When I have to add a new key to the AVL tree, I first perform a normal, unbalanced insert, keeping track in a vector path of the nodes that have been traversed for adding the new key, and then I rebalance the tree by checking if any of the traversed nodes stored in path needs to be rebalanced. The important point here is that during rebalancing I don't need to check every node of the tree, but only those nodes affected by the insertion of the new key, because it is their height that has changed! The code of the templated class method insert() is shown below.


// insert a new key into the tree by keeping the tree balanced
// precondition: none
// postcondition: new node with the given key is inserted
// and the tree is kept balanced, node heights correctly updated
template <class T>
void AVLTree<T>::insert(T key)
{
    std::vector<AVLNode<T>*> path;
    
    // unbalanced insert
    insertnb(key,path);
    
    // rebalance the tree by rebalancing
    // the traversed nodes during insertion
    rebalance(path);
}

The unbalanced insertion method insertnb() is rather straightforward: it implements an iterative tree traversal followed by creation and insertion of the new node into the tree.

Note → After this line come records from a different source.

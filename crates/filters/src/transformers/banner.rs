//! Wraps content between a header and a footer.

use crate::traits::Transformer;
use anyhow::Result;
use std::any::Any;

/// Prepends `header` and appends `footer`, joined by a separator
/// (a newline unless a hook changes it).
#[derive(Debug, Clone)]
pub struct BannerTransformer {
    header: String,
    footer: String,
    separator: String,
}

impl BannerTransformer {
    /// Create a new BannerTransformer.
    ///
    /// # Arguments
    /// * `header` - Text placed before the content
    /// * `footer` - Text placed after the content
    pub fn new(header: impl Into<String>, footer: impl Into<String>) -> Self {
        Self {
            header: header.into(),
            footer: footer.into(),
            separator: "\n".to_string(),
        }
    }

    pub fn header(&self) -> &str {
        &self.header
    }

    pub fn footer(&self) -> &str {
        &self.footer
    }

    pub fn set_separator(&mut self, separator: impl Into<String>) {
        self.separator = separator.into();
    }
}

impl Transformer for BannerTransformer {
    fn name(&self) -> &str {
        "Banner"
    }

    fn transform(&self, content: String) -> Result<String> {
        let mut parts = Vec::with_capacity(3);
        if !self.header.is_empty() {
            parts.push(self.header.as_str());
        }
        parts.push(content.as_str());
        if !self.footer.is_empty() {
            parts.push(self.footer.as_str());
        }
        Ok(parts.join(&self.separator))
    }

    fn as_any_mut(&mut self) -> &mut dyn Any {
        self
    }
}

#[cfg(test)]
mod tests {
    use super::*;

    #[test]
    fn test_banner() {
        let filter = BannerTransformer::new("/* v1 */", "/* end */");
        let out = filter.transform("a{}".to_string()).unwrap();

        assert_eq!(out, "/* v1 */\na{}\n/* end */");
    }

    #[test]
    fn test_banner_empty_footer_and_separator() {
        let mut filter = BannerTransformer::new("// top", "");
        filter.set_separator(" ");

        let out = filter.transform("run();".to_string()).unwrap();

        assert_eq!(out, "// top run();");
    }
}
//! Error types for the pipeline crate.

use filters::FilterError;
use thiserror::Error;

/// Errors raised while building an asset.
#[derive(Error, Debug)]
pub enum BuildError {
    /// A filter could not be resolved into a transformer
    #[error("Filter {filter} failed on {path}: {source}")]
    Filter {
        path: String,
        filter: String,
        #[source]
        source: FilterError,
    },

    /// A transformer returned an error while processing content
    #[error("Transformer {filter} failed on {path}: {reason}")]
    Transform {
        path: String,
        filter: String,
        reason: String,
    },
}

/// Errors raised while loading an asset manifest.
#[derive(Error, Debug)]
pub enum ManifestError {
    /// File could not be read
    #[error("Failed to read {path}: {source}")]
    Io {
        path: String,
        #[source]
        source: std::io::Error,
    },

    /// Manifest is not valid JSON or has the wrong shape
    #[error("Invalid manifest: {0}")]
    Parse(#[from] serde_json::Error),

    /// No group given and none can be inferred from the extension
    #[error("Cannot infer asset group for {path}")]
    UnknownGroup { path: String },
}

/// Convenience type alias for Results in this crate
pub type Result<T> = std::result::Result<T, BuildError>;
//! Stylesheet minifier.
//!
//! Strips block comments and collapses whitespace. It is deliberately
//! simple: no property merging or colour shortening.

use crate::traits::Transformer;
use anyhow::Result;
use std::any::Any;

/// Removes comments and insignificant whitespace from CSS.
///
/// ## Algorithm
/// 1. Copy `"` and `'` strings verbatim
/// 2. Outside strings, drop every `/* ... */` block (an unterminated
///    comment runs to EOF) and collapse runs of whitespace to one space
/// 3. Drop that space next to `{ } ; , >` and after `:`. A space before
///    `:` stays, since `a :hover` and `a:hover` select different elements
/// 4. Drop the last `;` before a closing brace
#[derive(Debug, Default)]
pub struct CssMinTransformer;

impl Transformer for CssMinTransformer {
    fn name(&self) -> &str {
        "CssMin"
    }

    fn transform(&self, content: String) -> Result<String> {
        let mut out = String::with_capacity(content.len());
        let mut chars = content.chars().peekable();
        // Last significant character written; a string counts as its quote
        let mut last: Option<char> = None;
        let mut pending_space = false;

        while let Some(c) = chars.next() {
            if c.is_whitespace() {
                pending_space = true;
                continue;
            }
            if c == '/' && chars.peek() == Some(&'*') {
                chars.next();
                let mut prev = '\0';
                for skipped in chars.by_ref() {
                    if prev == '*' && skipped == '/' {
                        break;
                    }
                    prev = skipped;
                }
                continue;
            }

            let after_punct = matches!(last, None | Some('{' | '}' | ';' | ',' | ':' | '>'));
            let before_punct = matches!(c, '{' | '}' | ';' | ',' | '>');
            if pending_space && !after_punct && !before_punct {
                out.push(' ');
            }
            pending_space = false;

            match c {
                '"' | '\'' => copy_string(c, &mut chars, &mut out),
                '}' if last == Some(';') => {
                    out.pop();
                    out.push(c);
                }
                _ => out.push(c),
            }
            last = Some(c);
        }

        Ok(out)
    }

    fn as_any_mut(&mut self) -> &mut dyn Any {
        self
    }
}

/// Copy a string literal opened by `quote`, escapes included.
fn copy_string(quote: char, chars: &mut impl Iterator<Item = char>, out: &mut String) {
    out.push(quote);
    while let Some(c) = chars.next() {
        out.push(c);
        if c == '\\' {
            if let Some(escaped) = chars.next() {
                out.push(escaped);
            }
        } else if c == quote {
            break;
        }
    }
}
//! Build pipeline that runs asset filters.
//!
//! This crate provides:
//! - `Asset`, a resource that owns its filter descriptors
//! - `BuildContext` for environment and group selection
//! - `FilterPipeline` for resolving and running filters over assets
//! - `Manifest` for declaring assets and filters in JSON
//!
//! ## Architecture
//! A build processes each asset in stages:
//! 1. Descriptors are registered on the asset (directly or from a manifest)
//! 2. The context selects the descriptors that apply to this build
//! 3. Each selected descriptor is resolved to a transformer and run in order
//!
//! ## Example Usage
//! ```ignore
//! use pipeline::{Asset, BuildContext, FilterPipeline};
//! use filters::{AssetGroup, FilterDescriptor, FilterResolver};
//!
//! let asset = Asset::new("site.css", AssetGroup::Stylesheets, css);
//! asset.apply_filter("CssMin", Some(|f: &mut FilterDescriptor| {
//!     f.on_environment("production");
//! }));
//!
//! let pipeline = FilterPipeline::new(FilterResolver::default());
//! let built = pipeline.apply(&asset, &BuildContext::new("production"))?;
//! ```

pub mod asset;
pub mod context;
pub mod error;
pub mod filter_pipeline;
pub mod manifest;

// Re-export main types
pub use asset::Asset;
pub use context::BuildContext;
pub use error::{BuildError, ManifestError, Result};
pub use filter_pipeline::{BuiltAsset, FilterPipeline, PlannedFilter};
pub use manifest::{AssetEntry, Manifest};
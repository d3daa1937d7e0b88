//! The FilterPipeline runs an asset's filters for one build.
//!
//! For each asset it selects the descriptors that apply to the build
//! context, resolves each into a transformer and threads the content
//! through them in registration order.

use crate::asset::Asset;
use crate::context::BuildContext;
use crate::error::{BuildError, Result};
use filters::{AssetGroup, FilterResolver, QualifiedName};
use rayon::prelude::*;
use std::sync::Arc;
use tracing::{debug, instrument, warn};

/// Content of an asset after its filters have run.
#[derive(Debug, Clone, PartialEq)]
pub struct BuiltAsset {
    pub path: String,
    pub group: AssetGroup,
    pub content: String,
    /// Transformers that ran, in order
    pub applied: Vec<QualifiedName>,
    /// Applicable filters whose name no registry knows
    pub unresolved: Vec<String>,
}

/// One applicable filter and what its name resolves to.
#[derive(Debug, Clone, PartialEq)]
pub struct PlannedFilter {
    pub name: String,
    pub resolved: Option<QualifiedName>,
}

/// Applies asset filters using a shared resolver.
///
/// ## Usage
/// ```ignore
/// let pipeline = FilterPipeline::new(FilterResolver::default());
/// let built = pipeline.apply(&asset, &BuildContext::new("production"))?;
/// ```
#[derive(Debug, Clone, Default)]
pub struct FilterPipeline {
    resolver: FilterResolver,
}

impl FilterPipeline {
    pub fn new(resolver: FilterResolver) -> Self {
        Self { resolver }
    }

    pub fn resolver(&self) -> &FilterResolver {
        &self.resolver
    }

    /// Filters that would run on `asset` in `context`, with their resolution.
    pub fn plan(&self, asset: &Asset, context: &BuildContext) -> Vec<PlannedFilter> {
        asset.with_filters(|filters| {
            filters
                .iter()
                .filter(|filter| context.selects(filter, asset.group()))
                .map(|filter| PlannedFilter {
                    name: filter.name().to_string(),
                    resolved: filter.resolve_type_name(&self.resolver),
                })
                .collect()
        })
    }

    /// Run every applicable filter over the asset's content.
    ///
    /// ## Algorithm
    /// 1. Start with the raw content
    /// 2. For each descriptor selected by the context, in order:
    ///    a. Resolve it; skip with a warning if the name is unknown
    ///    b. Transform the current content
    /// 3. Return the final content and what ran
    ///
    /// # Returns
    /// * `Ok(BuiltAsset)` - The transformed asset
    /// * `Err` - If a transformer can't be constructed or fails
    #[instrument(skip(self, asset, context), fields(path = asset.path(), env = %context.environment))]
    pub fn apply(&self, asset: &Asset, context: &BuildContext) -> Result<BuiltAsset> {
        let mut built = BuiltAsset {
            path: asset.path().to_string(),
            group: asset.group(),
            content: asset.content().to_string(),
            applied: Vec::new(),
            unresolved: Vec::new(),
        };

        if !context.includes(asset.group()) {
            return Ok(built);
        }

        asset.with_filters(|filters| -> Result<BuiltAsset> {
            for filter in filters.iter().filter(|f| context.selects(f, asset.group())) {
                let transformer =
                    filter
                        .resolve(&self.resolver)
                        .map_err(|source| BuildError::Filter {
                            path: built.path.clone(),
                            filter: filter.name().to_string(),
                            source,
                        })?;

                let Some(transformer) = transformer else {
                    warn!("Skipping unknown filter {} on {}", filter.name(), built.path);
                    built.unresolved.push(filter.name().to_string());
                    continue;
                };

                debug!(
                    "Applying filter: {} (input length: {})",
                    transformer.name(),
                    built.content.len()
                );
                let content = std::mem::take(&mut built.content);
                built.content =
                    transformer
                        .transform(content)
                        .map_err(|err| BuildError::Transform {
                            path: built.path.clone(),
                            filter: filter.name().to_string(),
                            reason: format!("{:#}", err),
                        })?;

                if let Some(qualified) = filter.resolve_type_name(&self.resolver) {
                    built.applied.push(qualified);
                }
            }
            Ok(built)
        })
    }

    /// Build several assets in parallel. Results keep the input order.
    pub fn apply_all(&self, assets: &[Arc<Asset>], context: &BuildContext) -> Vec<Result<BuiltAsset>> {
        assets
            .par_iter()
            .map(|asset| self.apply(asset, context))
            .collect()
    }
}
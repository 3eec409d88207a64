//! Health check endpoint.

use axum::extract::State;
use axum::{Json, Router, routing::get};
use serde::Serialize;

use crate::state::AppState;

/// Health check response.
#[derive(Serialize)]
pub struct HealthResponse {
    /// Service status.
    pub status: String,
    /// Service version.
    pub version: String,
    /// Whether the create-game channel has been resolved.
    pub ipc_connected: bool,
    /// Tracked members.
    pub members: usize,
}

/// GET /health
async fn health_check(State(state): State<AppState>) -> Json<HealthResponse> {
    Json(HealthResponse {
        status: "ok".to_string(),
        version: env!("CARGO_PKG_VERSION").to_string(),
        ipc_connected: state.ipc.is_connected(),
        members: state.store.read(|config| config.members().len()),
    })
}

/// Returns the health check router.
pub fn router() -> Router<AppState> {
    Router::new().route("/health", get(health_check))
}
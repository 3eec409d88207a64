//! WheelTools — configuration persistence.

pub mod json_file_repository;
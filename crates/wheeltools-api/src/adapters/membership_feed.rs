//! Membership pushed in by the host process.

use std::sync::{Mutex, MutexGuard};

use async_trait::async_trait;
use wheeltools_core::providers::{
    MembershipProvider, MembershipSnapshot, PartyEntry, names_match,
};

/// Holds the last membership the host reported.
///
/// Reads as unavailable until the host sends its first snapshot.
#[derive(Debug)]
pub struct HostMembershipFeed {
    snapshot: Mutex<MembershipSnapshot>,
}

impl Default for HostMembershipFeed {
    fn default() -> Self {
        Self {
            snapshot: Mutex::new(MembershipSnapshot::Unavailable {
                reason: "host has not reported a party yet".to_owned(),
            }),
        }
    }
}

impl HostMembershipFeed {
    fn lock(&self) -> MutexGuard<'_, MembershipSnapshot> {
        self.snapshot
            .lock()
            .unwrap_or_else(std::sync::PoisonError::into_inner)
    }

    /// Replaces the membership.
    pub fn replace(&self, snapshot: MembershipSnapshot) {
        *self.lock() = snapshot;
    }

    /// Adds or updates one entry. A feed that was unavailable becomes a party
    /// of one.
    pub fn insert(&self, entry: PartyEntry) {
        let mut snapshot = self.lock();
        match &mut *snapshot {
            MembershipSnapshot::Members(entries) => {
                match entries.iter_mut().find(|e| names_match(&e.name, &entry.name)) {
                    Some(existing) => *existing = entry,
                    None => entries.push(entry),
                }
            }
            MembershipSnapshot::Unavailable { .. } => {
                *snapshot = MembershipSnapshot::Members(vec![entry]);
            }
        }
    }

    /// Removes one entry by name.
    pub fn remove(&self, name: &str) {
        if let MembershipSnapshot::Members(entries) = &mut *self.lock() {
            entries.retain(|e| !names_match(&e.name, name));
        }
    }
}

#[async_trait]
impl MembershipProvider for HostMembershipFeed {
    async fn snapshot(&self) -> MembershipSnapshot {
        self.lock().clone()
    }
}
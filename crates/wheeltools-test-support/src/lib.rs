//! Shared test mocks and utilities for WheelTools.

mod clock;
mod ipc;
mod providers;
mod repository;

pub use clock::{FixedClock, ManualClock};
pub use ipc::{ScriptedGameBackend, StaticChannelResolver, UnavailableChannelResolver};
pub use providers::{FailingMessenger, RecordingMessenger, StaticMembershipProvider};
pub use repository::{FailingConfigRepository, FlakyConfigRepository, InMemoryConfigRepository};
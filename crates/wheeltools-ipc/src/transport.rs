//! TCP transport: one JSON line per request, one JSON line per reply.
//!
//! Request: `{"channel": "...", "message": {"Title": ..., ...}}`.
//! Reply: `{"game_id": "..."}` on success, `{"error": "..."}` on failure.

use std::collections::HashMap;
use std::net::SocketAddr;
use std::sync::Arc;
use std::time::Duration;

use async_trait::async_trait;
use serde::{Deserialize, Serialize};
use tokio::io::{AsyncBufReadExt, AsyncWriteExt, BufReader};
use tokio::net::TcpStream;
use tokio::time;
use tracing::debug;
use wheeltools_core::error::DomainError;
use wheeltools_core::ipc::{ChannelResolver, CreateGameMessage, GameBackend};

const DEFAULT_CONNECT_TIMEOUT: Duration = Duration::from_secs(2);

/// Wire request.
#[derive(Debug, Serialize, Deserialize)]
pub struct IpcRequest {
    /// Channel the request is addressed to.
    pub channel: String,
    /// Request payload.
    pub message: CreateGameMessage,
}

/// Wire reply.
#[derive(Debug, Serialize, Deserialize)]
#[serde(untagged)]
pub enum IpcReply {
    /// The game was created.
    Created {
        /// Assigned identifier.
        game_id: String,
    },
    /// The backend refused the request.
    Failed {
        /// Reason given by the backend.
        error: String,
    },
}

/// Resolves channels to TCP endpoints registered up front.
///
/// A channel resolves only while something accepts connections on its
/// address, so a backend that starts late is picked up on a later call.
#[derive(Debug, Clone, Default)]
pub struct TcpChannelResolver {
    endpoints: HashMap<String, SocketAddr>,
}

impl TcpChannelResolver {
    /// Creates a resolver with no endpoints.
    #[must_use]
    pub fn new() -> Self {
        Self::default()
    }

    /// Registers `addr` for `channel`.
    #[must_use]
    pub fn register(mut self, channel: impl Into<String>, addr: SocketAddr) -> Self {
        self.endpoints.insert(channel.into(), addr);
        self
    }
}

#[async_trait]
impl ChannelResolver for TcpChannelResolver {
    async fn resolve(&self, channel: &str) -> Result<Arc<dyn GameBackend>, DomainError> {
        let addr = *self.endpoints.get(channel).ok_or_else(|| {
            DomainError::ProviderUnavailable(format!("no endpoint registered for {channel}"))
        })?;
        connect(addr, DEFAULT_CONNECT_TIMEOUT).await?;
        debug!(%channel, %addr, "channel endpoint is accepting connections");
        Ok(Arc::new(JsonLineBackend {
            channel: channel.to_owned(),
            addr,
            connect_timeout: DEFAULT_CONNECT_TIMEOUT,
        }))
    }
}

async fn connect(addr: SocketAddr, timeout: Duration) -> Result<TcpStream, DomainError> {
    match time::timeout(timeout, TcpStream::connect(addr)).await {
        Ok(Ok(stream)) => Ok(stream),
        Ok(Err(e)) => Err(DomainError::ProviderUnavailable(format!(
            "cannot connect to {addr}: {e}"
        ))),
        Err(_) => Err(DomainError::ProviderUnavailable(format!(
            "connecting to {addr} timed out"
        ))),
    }
}

/// Backend reached over a fresh TCP connection per call.
#[derive(Debug, Clone)]
pub struct JsonLineBackend {
    channel: String,
    addr: SocketAddr,
    connect_timeout: Duration,
}

#[async_trait]
impl GameBackend for JsonLineBackend {
    async fn create_game(&self, message: &CreateGameMessage) -> Result<String, DomainError> {
        let stream = connect(self.addr, self.connect_timeout).await?;
        let (read_half, mut write_half) = stream.into_split();

        let request = IpcRequest {
            channel: self.channel.clone(),
            message: message.clone(),
        };
        let mut line = serde_json::to_string(&request)
            .map_err(|e| DomainError::Infrastructure(format!("request encoding failed: {e}")))?;
        line.push('\n');
        write_half
            .write_all(line.as_bytes())
            .await
            .map_err(|e| DomainError::ProviderUnavailable(format!("send failed: {e}")))?;
        write_half
            .flush()
            .await
            .map_err(|e| DomainError::ProviderUnavailable(format!("send failed: {e}")))?;

        let mut reply = String::new();
        let read = BufReader::new(read_half)
            .read_line(&mut reply)
            .await
            .map_err(|e| DomainError::ProviderUnavailable(format!("receive failed: {e}")))?;
        if read == 0 {
            return Err(DomainError::ProviderUnavailable(
                "backend closed the connection without replying".to_owned(),
            ));
        }

        match serde_json::from_str::<IpcReply>(reply.trim_end())
            .map_err(|e| DomainError::Infrastructure(format!("malformed reply: {e}")))?
        {
            IpcReply::Created { game_id } => Ok(game_id),
            IpcReply::Failed { error } => Err(DomainError::Infrastructure(format!(
                "backend refused: {error}"
            ))),
        }
    }
}
//! Read-only views of the roster for display.

use chrono::{DateTime, Utc};
use serde::Serialize;
use wheeltools_core::clock::Clock;

use super::roster_store::RosterStore;
use crate::domain::config::RosterConfig;
use crate::domain::member::Member;

/// Display view of one member.
#[derive(Debug, Serialize)]
pub struct MemberView {
    /// 1-based display position.
    pub position: usize,
    /// Whether the member takes part in batches.
    pub enabled: bool,
    /// Member name.
    pub name: String,
    /// Spin count as typed.
    pub spin_count: String,
    /// Spin count as used for display (invalid text reads as 0).
    pub spin_count_value: i32,
    /// Spin speed as typed.
    pub spin_speed: String,
    /// Preset.
    pub preset_id: String,
    /// Game id or the sentinel.
    pub game_id: String,
    /// When the member was first tracked.
    pub joined_at: DateTime<Utc>,
    /// Time in party as `hh:mm:ss`.
    pub time_in_party: String,
}

/// Defaults as shown in the editor.
#[derive(Debug, Serialize)]
pub struct DefaultsView {
    /// Default preset.
    pub preset: String,
    /// Default spin amount text.
    pub spin_amount: String,
    /// Default spin speed text.
    pub spin_speed: String,
    /// Test-game flag.
    pub test_game: bool,
}

/// Accrual settings view.
#[derive(Debug, Serialize)]
pub struct TimedSpinsView {
    /// Whether accrual runs.
    pub enabled: bool,
    /// Spins per interval.
    pub amount_earned_per_interval: i32,
    /// Interval in minutes.
    pub interval_minutes: i32,
    /// Cap per member.
    pub max_spins_per_member: i32,
}

/// Full roster view.
#[derive(Debug, Serialize)]
pub struct RosterView {
    /// Member defaults.
    pub defaults: DefaultsView,
    /// Accrual settings.
    pub timed_spins: TimedSpinsView,
    /// Members in display order.
    pub members: Vec<MemberView>,
}

/// Formats a duration as `hh:mm:ss`; hours keep counting past 24.
fn format_elapsed(seconds: i64) -> String {
    let seconds = seconds.max(0);
    format!(
        "{:02}:{:02}:{:02}",
        seconds / 3600,
        (seconds % 3600) / 60,
        seconds % 60
    )
}

fn member_view(position: usize, member: &Member, clock: &dyn Clock) -> MemberView {
    MemberView {
        position,
        enabled: member.enabled,
        name: member.name().to_owned(),
        spin_count: member.spin_count.raw().to_owned(),
        spin_count_value: member.spin_count.lenient(),
        spin_speed: member.spin_speed.raw().to_owned(),
        preset_id: member.preset_id.clone(),
        game_id: member.game_id.to_string(),
        joined_at: member.joined_at(),
        time_in_party: format_elapsed(clock.elapsed_since(member.joined_at()).num_seconds()),
    }
}

/// Builds the view of a configuration, measuring time in party against `clock`.
#[must_use]
pub fn roster_view(config: &RosterConfig, clock: &dyn Clock) -> RosterView {
    let timed = config.timed_spins();
    RosterView {
        defaults: DefaultsView {
            preset: config.defaults.preset.clone(),
            spin_amount: config.defaults.spin_amount.raw().to_owned(),
            spin_speed: config.defaults.spin_speed.raw().to_owned(),
            test_game: config.defaults.test_game,
        },
        timed_spins: TimedSpinsView {
            enabled: timed.enabled(),
            amount_earned_per_interval: timed.amount_earned_per_interval(),
            interval_minutes: timed.interval_minutes(),
            max_spins_per_member: timed.max_spins_per_member(),
        },
        members: config
            .members()
            .iter()
            .enumerate()
            .map(|(i, m)| member_view(i + 1, m, clock))
            .collect(),
    }
}

/// Retrieves the current roster view.
#[must_use]
pub fn get_roster(store: &RosterStore, clock: &dyn Clock) -> RosterView {
    store.read(|config| roster_view(config, clock))
}

/// Retrieves one member's view, or `None` when not tracked.
#[must_use]
pub fn get_member(store: &RosterStore, name: &str, clock: &dyn Clock) -> Option<MemberView> {
    store.read(|config| {
        config
            .members()
            .iter()
            .position(|m| m.is_named(name))
            .map(|i| member_view(i + 1, &config.members()[i], clock))
    })
}

#[cfg(test)]
mod tests {
    use std::sync::Arc;

    use chrono::{TimeDelta, TimeZone, Utc};
    use wheeltools_test_support::{InMemoryConfigRepository, ManualClock};

    use super::{format_elapsed, get_member, get_roster};
    use crate::application::roster_store::{MemberUpdate, RosterStore};

    #[test]
    fn test_format_elapsed_pads_and_keeps_hours() {
        assert_eq!(format_elapsed(0), "00:00:00");
        assert_eq!(format_elapsed(3_725), "01:02:05");
        assert_eq!(format_elapsed(90_000), "25:00:00");
        assert_eq!(format_elapsed(-5), "00:00:00");
    }

    #[test]
    fn test_get_roster_reads_invalid_spins_as_zero() {
        // Arrange
        let clock = Arc::new(ManualClock::new(
            Utc.with_ymd_and_hms(2026, 1, 15, 10, 0, 0).unwrap(),
        ));
        let store =
            RosterStore::open(Arc::new(InMemoryConfigRepository::default()), clock.clone())
                .unwrap();
        store.upsert_from_membership("Alys Tern").unwrap();
        store
            .update_member(
                "Alys Tern",
                MemberUpdate {
                    spin_count: Some("4x".to_owned()),
                    ..MemberUpdate::default()
                },
            )
            .unwrap();
        clock.advance(TimeDelta::seconds(65));

        // Act
        let view = get_roster(&store, clock.as_ref());

        // Assert
        assert_eq!(view.members.len(), 1);
        let member = &view.members[0];
        assert_eq!(member.position, 1);
        assert_eq!(member.spin_count, "4x");
        assert_eq!(member.spin_count_value, 0);
        assert_eq!(member.game_id, "<not created>");
        assert_eq!(member.time_in_party, "00:01:05");
        assert!(get_member(&store, "alys tern", clock.as_ref()).is_some());
        assert!(get_member(&store, "Nobody", clock.as_ref()).is_none());
    }
}
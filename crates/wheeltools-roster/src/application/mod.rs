//! Application layer for the roster context.

pub mod accrual;
pub mod query_handlers;
pub mod reconciler;
pub mod roster_store;
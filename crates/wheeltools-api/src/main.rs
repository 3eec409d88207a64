//! WheelTools API server entry point.

use std::sync::Arc;

use tracing_subscriber::EnvFilter;
use wheeltools_api::error::AppError;
use wheeltools_api::settings::Settings;
use wheeltools_api::state::AppState;
use wheeltools_config_store::json_file_repository::JsonFileConfigRepository;
use wheeltools_core::clock::{Clock, SystemClock};
use wheeltools_ipc::client::{CREATE_GAME_CHANNEL, IpcClient};
use wheeltools_ipc::transport::TcpChannelResolver;
use wheeltools_roster::application::accrual::AccrualEngine;
use wheeltools_roster::application::roster_store::RosterStore;

async fn shutdown_signal() {
    if let Err(e) = tokio::signal::ctrl_c().await {
        tracing::error!(error = %e, "cannot listen for shutdown signal");
        std::future::pending::<()>().await;
    }
    tracing::info!("shutdown requested");
}

#[tokio::main]
async fn main() -> Result<(), AppError> {
    // Initialize tracing subscriber.
    tracing_subscriber::fmt()
        .with_env_filter(
            EnvFilter::try_from_default_env().unwrap_or_else(|_| EnvFilter::new("info")),
        )
        .json()
        .init();

    tracing::info!("Starting WheelTools API server");

    let settings = Settings::from_env()?;

    // Roster, loaded once; members from the previous run are cleared.
    let clock: Arc<dyn Clock> = Arc::new(SystemClock);
    let repository = Arc::new(JsonFileConfigRepository::new(&settings.config_path));
    let store = Arc::new(RosterStore::open(repository, clock.clone())?);
    tracing::info!(path = %settings.config_path.display(), "configuration loaded");

    // Create-game channel, resolved on first use.
    let resolver = TcpChannelResolver::new().register(CREATE_GAME_CHANNEL, settings.ipc_addr);
    let ipc = Arc::new(IpcClient::new(Arc::new(resolver)));

    let app_state = AppState::new(clock.clone(), store.clone(), ipc, settings.delivery());
    let accrual = AccrualEngine::spawn(store, clock, settings.tick);

    let app = wheeltools_api::build_router(app_state);

    // Start server.
    let addr = settings.bind_addr()?;
    tracing::info!("Listening on {}", addr);

    let listener = tokio::net::TcpListener::bind(addr).await?;

    axum::serve(listener, app)
        .with_graceful_shutdown(shutdown_signal())
        .await?;

    accrual.shutdown().await;
    tracing::info!("WheelTools API server stopped");

    Ok(())
}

Notice how the traversed nodes are stored into the vector path passed to the method by reference as an output parameter.


// insert a new key into the tree without balancing and updating
// heights
// precondition: none
// postcondition: new node with the given key is inserted, the
// resulting tree might be unbalanced, the heights are not updated
template <class T>
void AVLTree<T>::insertnb(T key, std::vector<AVLNode<T>*>& path)
{
    if ( is_empty() )
    {
        root = new_node(key);
        return;
    }
    
    AVLNode<T>* parent = root;
    AVLNode<T>* node   = root;
    
    // tree traversal
    while (node)
    {
        parent = node;
        path.push_back(parent);
        if (key > node->key)
            node = node->right;
        else if (key < node->key)
            node = node->left;
        else
        // key already present!
        {
            path.clear();
            return;
        }
    }
    
    // insert node
    if (key > parent->key)
        parent->right = new_node(key);
    else
        parent->left = new_node(key);
}

The rebalance() method takes care of examining each traversed node and of verifying the AVL property. When the property is violated, then the node is rebalanced either to the right if the balance factor is greater than 1, or to the left if the balance factor is less than -1. Another important point here is that after the rotation I am putting back the affected nodes into the path vector, in order to have their balance factors checked again! Due to the transplant of subtrees from the new node to the old node, it could happen that the latter is still unbalanced, and needs again to be rebalanced. As a final step, regardless of the node being rotated or not, I update its height, since it has been affected by the insertion of the new key and/or by the rotation.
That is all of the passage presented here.